Вечером мать и Ариэль сели в «паккард» и отправились на генеральную репетицию хорала Ариэли, который должен был стать кульминацией празднования Дня Независимости в Лютер-парке. Папа днем играл в теннис со своим коллегой, католическим священником, отцом Питером Дрисколлом. Мой отец называл его просто Пит, остальные — отец Питер. После игры папа пригласил его поужинать, а поскольку матери и Ариэли дома не было, он купил в придорожной закусочной несколько порций наггетсов с картошкой-фри и капустным салатом, и вся мужская половина семейства собралась за кухонным столом, чтобы поужинать в неформальной обстановке.
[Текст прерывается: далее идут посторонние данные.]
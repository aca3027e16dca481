//! The interactive annotation canvas: scene registry, drawing-session state
//! machine, and the controller that ties them to persistence.

pub mod controller;
pub mod scene;
pub mod session;

pub use controller::{CanvasController, CanvasError, ImageCatalog, LabelPicker, PointerOutcome};
pub use scene::{ImageInfo, Scene};
pub use session::{DrawStatus, DrawingSession, SessionOutcome, Tool};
Мне нравился отец Питер. Он был молод, благообразен и сыпал шутками. Своими рыжими волосами он напоминал мне президента Кеннеди, фотографию которого я однажды видел на обложке «Лайф». Он окончил Нотр-Дам, играл в университетской бейсбольной команде, хорошо разбирался в бейсболе и был высокого мнения о «Близнецах». После ужина мы с Джейком мыли посуду, а папа с отцом Питером, все еще в теннисных костюмах, вышли на веранду, набили трубки и сели покурить.
Когда мы закончили мыть посуду, Джейк спросил:
— Что делать будем?
— Не знаю, — ответил я. — Думаю, ничего.
Джейк поднялся наверх и уселся клеить модель самолета. Я подумал, что мне стоило бы поговорить с Гасом о дедушке Дэнни и, возможно, о Моррисе Энгдале. Было еще кое-что, о чем мне хотелось с кем-нибудь поговорить — кое-что, беспокоившее меня после происшествия на карьере, но я не был уверен, что Гас подходит для такого разговора. Но, выглянув из окна, я не увидел его мотоцикла на парковке возле церкви. Сквозь москитную сетку был слышен разговор папы с отцом Питером.
— Я просто рассказываю то, что слышал, Натан, — говорил священник. — Нью-Бремен маленький городок. Люди судачат.
— Твоя католическая конгрегация судачит о жене методистского проповедника?
— Мои прихожане судачат обо всем и обо всех, Натан. Некоторые росли вместе с Рут и искренне удивились, когда узнали, что она вышла замуж за проповедника. Я так понимаю, в юности она была вспыльчивой и безрассудной.
— Такой и осталась. Но когда мы поженились, я еще не был проповедником. Она выходила за амбициозного студента-юриста, который намеревался вести судебные баталии и зарабатывать миллионы. Все изменила война. Рут не подписывалась на то, чем занимается сейчас. Но все-таки она этим занимается — в меру своих сил и способностей.
— Она выпивает, Натан.
— В уединении, у себя дома.
— Она курит.
— Во всех фильмах, которые я видел, женщины курили. Многие мои прихожанки курят втихаря. Рут предпочитает в открытую.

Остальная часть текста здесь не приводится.